I feel bad because I don’t know who the top ones in big letters are, and I feel bad for those shoved down the bottom, who agonised over the perfect band name for years and now find themselves jostling for space, sometimes in the undignified realm of the non musical attractions like the Alex James Curd Workshop. If reading the poster is so overwhelming, what must it actually be like to go there and find yourself having to make cut-throat decisions between stages and tents and chill-out zones and comedy and new talent and Alex sodding James and his sodding curd workshop?

There’s other perplexing subtleties too – the name of an artist with “DJ Set” in brackets afterwards, an oddly apologetic qualifier that suggests that this bloke/woman/band aren’t even going to play any music, just flick through their Spotify as it’s linked up to some speakers.

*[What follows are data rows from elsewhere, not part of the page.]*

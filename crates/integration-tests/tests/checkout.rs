//! Order engine against a real database.
//!
//! Each test gets a fresh database with the storefront migrations applied.
//! Run with: `DATABASE_URL=... cargo test -p nexora-integration-tests -- --ignored`

#![allow(clippy::unwrap_used, clippy::indexing_slicing)]

use std::collections::HashSet;

use sqlx::PgPool;

use nexora_core::{Email, GuestContact, OrderStatus, Price, ProductId, Role, ShippingPolicy, VariantId};
use nexora_integration_tests::{
    create_address, create_product, create_user, identity, order_count, product_stock,
};
use nexora_storefront::db::{CartRepository, OrderRepository, orders};
use nexora_storefront::services::orders::{GuestLine, GuestOrderRequest, OrderError, OrderService};

fn guest_request(items: Vec<GuestLine>) -> GuestOrderRequest {
    GuestOrderRequest {
        contact: GuestContact {
            name: "Rina Wijaya".to_owned(),
            email: Email::parse("rina@example.com").unwrap(),
            phone: "081298765432".to_owned(),
            address: "Jl. Sudirman 5, Jakarta".to_owned(),
        },
        items,
        notes: String::new(),
    }
}

fn line(product_id: ProductId, quantity: i32) -> GuestLine {
    GuestLine {
        product_id,
        variant_id: None,
        quantity,
    }
}

async fn variant_stock(pool: &PgPool, id: VariantId) -> i32 {
    sqlx::query_scalar("SELECT stock FROM product_variants WHERE id = $1")
        .bind(id)
        .fetch_one(pool)
        .await
        .unwrap()
}

#[sqlx::test(migrations = "../storefront/migrations")]
#[ignore = "Requires PostgreSQL (DATABASE_URL)"]
async fn test_checkout_reserves_stock_and_clears_cart(pool: PgPool) {
    let shipping = ShippingPolicy::default();
    let user = create_user(&pool, "budi@example.com", Role::Customer).await;
    let address = create_address(&pool, &user).await;
    let product = create_product(&pool, "Batik Tulis Shirt", 100_000, 10, &[]).await;

    CartRepository::new(&pool)
        .add(user.id, product, None, 3)
        .await
        .unwrap();

    let detail = OrderService::new(&pool, &shipping)
        .place_order(&identity(&user), address, "leave at the door")
        .await
        .unwrap();

    assert_eq!(detail.order.status, OrderStatus::Pending);
    assert_eq!(detail.order.subtotal, Price::from_major(300_000));
    assert_eq!(detail.order.shipping_fee, Price::from_major(15_000));
    assert_eq!(detail.order.total, Price::from_major(315_000));
    assert_eq!(detail.items.len(), 1);
    assert_eq!(detail.items[0].quantity, 3);

    assert_eq!(product_stock(&pool, product).await, 7);
    assert!(CartRepository::new(&pool).lines(user.id).await.unwrap().is_empty());
}

#[sqlx::test(migrations = "../storefront/migrations")]
#[ignore = "Requires PostgreSQL (DATABASE_URL)"]
async fn test_empty_cart_is_rejected(pool: PgPool) {
    let shipping = ShippingPolicy::default();
    let user = create_user(&pool, "budi@example.com", Role::Customer).await;
    let address = create_address(&pool, &user).await;

    let err = OrderService::new(&pool, &shipping)
        .place_order(&identity(&user), address, "")
        .await
        .unwrap_err();

    assert!(matches!(err, OrderError::EmptyCart));
    assert_eq!(order_count(&pool).await, 0);
}

#[sqlx::test(migrations = "../storefront/migrations")]
#[ignore = "Requires PostgreSQL (DATABASE_URL)"]
async fn test_foreign_address_is_rejected(pool: PgPool) {
    let shipping = ShippingPolicy::default();
    let owner = create_user(&pool, "owner@example.com", Role::Customer).await;
    let other = create_user(&pool, "other@example.com", Role::Customer).await;
    let address = create_address(&pool, &owner).await;
    let product = create_product(&pool, "Teak Board", 50_000, 5, &[]).await;

    CartRepository::new(&pool)
        .add(other.id, product, None, 1)
        .await
        .unwrap();

    let err = OrderService::new(&pool, &shipping)
        .place_order(&identity(&other), address, "")
        .await
        .unwrap_err();

    assert!(matches!(err, OrderError::AddressNotFound));
    assert_eq!(product_stock(&pool, product).await, 5);
}

#[sqlx::test(migrations = "../storefront/migrations")]
#[ignore = "Requires PostgreSQL (DATABASE_URL)"]
async fn test_failed_line_rolls_back_whole_order(pool: PgPool) {
    let shipping = ShippingPolicy::default();
    let plenty = create_product(&pool, "Coffee Beans", 95_000, 50, &[]).await;
    let scarce = create_product(&pool, "Limited Print", 400_000, 1, &[]).await;

    let err = OrderService::new(&pool, &shipping)
        .place_guest_order(&guest_request(vec![line(plenty, 2), line(scarce, 2)]))
        .await
        .unwrap_err();

    assert!(matches!(err, OrderError::InsufficientStock { .. }));
    assert_eq!(product_stock(&pool, plenty).await, 50);
    assert_eq!(product_stock(&pool, scarce).await, 1);
    assert_eq!(order_count(&pool).await, 0);
}

#[sqlx::test(migrations = "../storefront/migrations")]
#[ignore = "Requires PostgreSQL (DATABASE_URL)"]
async fn test_quantity_far_above_stock_is_insufficient_stock(pool: PgPool) {
    let shipping = ShippingPolicy::default();
    let camera = create_product(&pool, "Camera", 1_000_000, 5, &[]).await;

    let err = OrderService::new(&pool, &shipping)
        .place_guest_order(&guest_request(vec![line(camera, 2_000_000)]))
        .await
        .unwrap_err();

    match err {
        OrderError::InsufficientStock { product } => assert_eq!(product, "Camera"),
        other => panic!("expected insufficient stock, got {other:?}"),
    }
    assert_eq!(product_stock(&pool, camera).await, 5);
    assert_eq!(order_count(&pool).await, 0);
}

#[sqlx::test(migrations = "../storefront/migrations")]
#[ignore = "Requires PostgreSQL (DATABASE_URL)"]
async fn test_concurrent_orders_never_oversell(pool: PgPool) {
    let product = create_product(&pool, "Flash Sale Earbuds", 899_000, 3, &[]).await;

    let mut handles = Vec::new();
    for _ in 0..8 {
        let pool = pool.clone();
        handles.push(tokio::spawn(async move {
            let shipping = ShippingPolicy::default();
            OrderService::new(&pool, &shipping)
                .place_guest_order(&guest_request(vec![line(product, 1)]))
                .await
        }));
    }

    let mut placed = 0;
    for handle in handles {
        match handle.await.unwrap() {
            Ok(_) => placed += 1,
            Err(OrderError::InsufficientStock { .. }) => {}
            Err(e) => panic!("unexpected error: {e}"),
        }
    }

    assert_eq!(placed, 3);
    assert_eq!(product_stock(&pool, product).await, 0);
    assert_eq!(order_count(&pool).await, 3);
}

#[sqlx::test(migrations = "../storefront/migrations")]
#[ignore = "Requires PostgreSQL (DATABASE_URL)"]
async fn test_variant_stock_is_reserved_and_restored(pool: PgPool) {
    let shipping = ShippingPolicy::default();
    let product = create_product(&pool, "Kebaya Top", 275_000, 30, &[("M", 4), ("L", 2)]).await;
    let size_l: VariantId = sqlx::query_scalar(
        "SELECT id FROM product_variants WHERE product_id = $1 AND value = 'L'",
    )
    .bind(product)
    .fetch_one(&pool)
    .await
    .unwrap();

    let request = guest_request(vec![GuestLine {
        product_id: product,
        variant_id: Some(size_l),
        quantity: 2,
    }]);
    let service = OrderService::new(&pool, &shipping);
    let detail = service.place_guest_order(&request).await.unwrap();

    assert_eq!(variant_stock(&pool, size_l).await, 0);
    assert_eq!(product_stock(&pool, product).await, 28);

    let admin = create_user(&pool, "admin@example.com", Role::Admin).await;
    service
        .cancel(detail.order.id, &identity(&admin))
        .await
        .unwrap();
    assert_eq!(variant_stock(&pool, size_l).await, 2);
    assert_eq!(product_stock(&pool, product).await, 30);
}

#[sqlx::test(migrations = "../storefront/migrations")]
#[ignore = "Requires PostgreSQL (DATABASE_URL)"]
async fn test_cancel_restores_stock_once(pool: PgPool) {
    let shipping = ShippingPolicy::default();
    let user = create_user(&pool, "budi@example.com", Role::Customer).await;
    let address = create_address(&pool, &user).await;
    let product = create_product(&pool, "Batik Tulis Shirt", 100_000, 10, &[]).await;
    CartRepository::new(&pool)
        .add(user.id, product, None, 4)
        .await
        .unwrap();

    let service = OrderService::new(&pool, &shipping);
    let caller = identity(&user);
    let detail = service.place_order(&caller, address, "").await.unwrap();
    assert_eq!(product_stock(&pool, product).await, 6);

    let cancelled = service.cancel(detail.order.id, &caller).await.unwrap();
    assert_eq!(cancelled.status, OrderStatus::Cancelled);
    assert_eq!(product_stock(&pool, product).await, 10);

    let err = service.cancel(detail.order.id, &caller).await.unwrap_err();
    assert!(matches!(
        err,
        OrderError::NotCancellable {
            status: OrderStatus::Cancelled
        }
    ));
    assert_eq!(product_stock(&pool, product).await, 10);
}

#[sqlx::test(migrations = "../storefront/migrations")]
#[ignore = "Requires PostgreSQL (DATABASE_URL)"]
async fn test_paid_order_cannot_be_cancelled(pool: PgPool) {
    let shipping = ShippingPolicy::default();
    let user = create_user(&pool, "budi@example.com", Role::Customer).await;
    let address = create_address(&pool, &user).await;
    let product = create_product(&pool, "Batik Tulis Shirt", 100_000, 10, &[]).await;
    CartRepository::new(&pool)
        .add(user.id, product, None, 3)
        .await
        .unwrap();

    let service = OrderService::new(&pool, &shipping);
    let caller = identity(&user);
    let detail = service.place_order(&caller, address, "").await.unwrap();
    service
        .update_status(detail.order.id, OrderStatus::Paid, None)
        .await
        .unwrap();

    let err = service.cancel(detail.order.id, &caller).await.unwrap_err();
    assert!(matches!(
        err,
        OrderError::NotCancellable {
            status: OrderStatus::Paid
        }
    ));

    let order = OrderRepository::new(&pool)
        .get(detail.order.id)
        .await
        .unwrap()
        .unwrap();
    assert_eq!(order.status, OrderStatus::Paid);
    assert_eq!(product_stock(&pool, product).await, 7);
}

#[sqlx::test(migrations = "../storefront/migrations")]
#[ignore = "Requires PostgreSQL (DATABASE_URL)"]
async fn test_other_customers_cannot_cancel(pool: PgPool) {
    let shipping = ShippingPolicy::default();
    let product = create_product(&pool, "Teak Board", 185_000, 5, &[]).await;
    let stranger = create_user(&pool, "stranger@example.com", Role::Customer).await;

    let service = OrderService::new(&pool, &shipping);
    let detail = service
        .place_guest_order(&guest_request(vec![line(product, 1)]))
        .await
        .unwrap();

    let err = service
        .cancel(detail.order.id, &identity(&stranger))
        .await
        .unwrap_err();
    assert!(matches!(err, OrderError::NotFound));
    assert_eq!(product_stock(&pool, product).await, 4);
}

#[sqlx::test(migrations = "../storefront/migrations")]
#[ignore = "Requires PostgreSQL (DATABASE_URL)"]
async fn test_admin_cannot_reopen_cancelled_order(pool: PgPool) {
    let shipping = ShippingPolicy::default();
    let product = create_product(&pool, "Teak Board", 185_000, 5, &[]).await;

    let service = OrderService::new(&pool, &shipping);
    let detail = service
        .place_guest_order(&guest_request(vec![line(product, 2)]))
        .await
        .unwrap();

    service
        .update_status(detail.order.id, OrderStatus::Cancelled, None)
        .await
        .unwrap();
    assert_eq!(product_stock(&pool, product).await, 5);

    let err = service
        .update_status(detail.order.id, OrderStatus::Processing, None)
        .await
        .unwrap_err();
    assert!(matches!(err, OrderError::InvalidTransition { .. }));
    assert_eq!(product_stock(&pool, product).await, 5);
}

#[sqlx::test(migrations = "../storefront/migrations")]
#[ignore = "Requires PostgreSQL (DATABASE_URL)"]
async fn test_guest_order_is_trackable_by_email(pool: PgPool) {
    let shipping = ShippingPolicy::default();
    let product = create_product(&pool, "Coffee Beans", 95_000, 20, &[]).await;

    let service = OrderService::new(&pool, &shipping);
    let detail = service
        .place_guest_order(&guest_request(vec![line(product, 1)]))
        .await
        .unwrap();
    let number = &detail.order.order_number;
    assert!(number.starts_with("RW-"), "unexpected order number {number}");

    let found = service
        .track(number, &Email::parse("RINA@example.com").unwrap())
        .await
        .unwrap();
    assert_eq!(found.order.id, detail.order.id);

    let err = service
        .track(number, &Email::parse("someone@example.com").unwrap())
        .await
        .unwrap_err();
    assert!(matches!(err, OrderError::NotFound));
}

#[sqlx::test(migrations = "../storefront/migrations")]
#[ignore = "Requires PostgreSQL (DATABASE_URL)"]
async fn test_order_numbers_are_unique(pool: PgPool) {
    let shipping = ShippingPolicy::default();
    let product = create_product(&pool, "Coffee Beans", 95_000, 100, &[]).await;

    let service = OrderService::new(&pool, &shipping);
    let mut numbers = HashSet::new();
    for _ in 0..20 {
        let detail = service
            .place_guest_order(&guest_request(vec![line(product, 1)]))
            .await
            .unwrap();
        assert!(numbers.insert(detail.order.order_number));
    }
}

#[sqlx::test(migrations = "../storefront/migrations")]
#[ignore = "Requires PostgreSQL (DATABASE_URL)"]
async fn test_cart_merges_repeated_adds(pool: PgPool) {
    let user = create_user(&pool, "budi@example.com", Role::Customer).await;
    let product = create_product(&pool, "Kebaya Top", 275_000, 30, &[]).await;
    let cart = CartRepository::new(&pool);

    let first = cart.add(user.id, product, None, 1).await.unwrap();
    let second = cart.add(user.id, product, None, 2).await.unwrap();

    assert_eq!(first, second);
    let lines = cart.lines(user.id).await.unwrap();
    assert_eq!(lines.len(), 1);
    assert_eq!(lines[0].quantity, 3);
}

#[sqlx::test(migrations = "../storefront/migrations")]
#[ignore = "Requires PostgreSQL (DATABASE_URL)"]
async fn test_checkout_keeps_lines_added_after_lock(pool: PgPool) {
    let user = create_user(&pool, "budi@example.com", Role::Customer).await;
    let shirt = create_product(&pool, "Batik Tulis Shirt", 100_000, 10, &[]).await;
    let beans = create_product(&pool, "Coffee Beans", 95_000, 10, &[]).await;
    let cart = CartRepository::new(&pool);
    cart.add(user.id, shirt, None, 1).await.unwrap();

    let mut tx = pool.begin().await.unwrap();
    let locked = orders::lock_cart_lines(&mut tx, user.id).await.unwrap();
    assert_eq!(locked.len(), 1);

    // Another request adds a line while checkout holds the cart.
    cart.add(user.id, beans, None, 2).await.unwrap();

    orders::clear_cart_lines(&mut tx, user.id, &locked)
        .await
        .unwrap();
    tx.commit().await.unwrap();

    let remaining = cart.lines(user.id).await.unwrap();
    assert_eq!(remaining.len(), 1);
    assert_eq!(remaining[0].product_id, beans);
    assert_eq!(remaining[0].quantity, 2);
}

As we spool into spring the posters proliferate, and I feel dull and unadventurous because none of them even sound like fun. Assaulted by their gaudy provocations, I’m back to being 13 again, feigning interest in who did what to whom round the back of the tennis club when all I really want to do is go home and read. I am Mark in a Jez-dominated culture, and these posters speak very directly to my sense of mis-place. Still, Chance The Rapper is at Wireless this summer so maybe things aren’t all that bad…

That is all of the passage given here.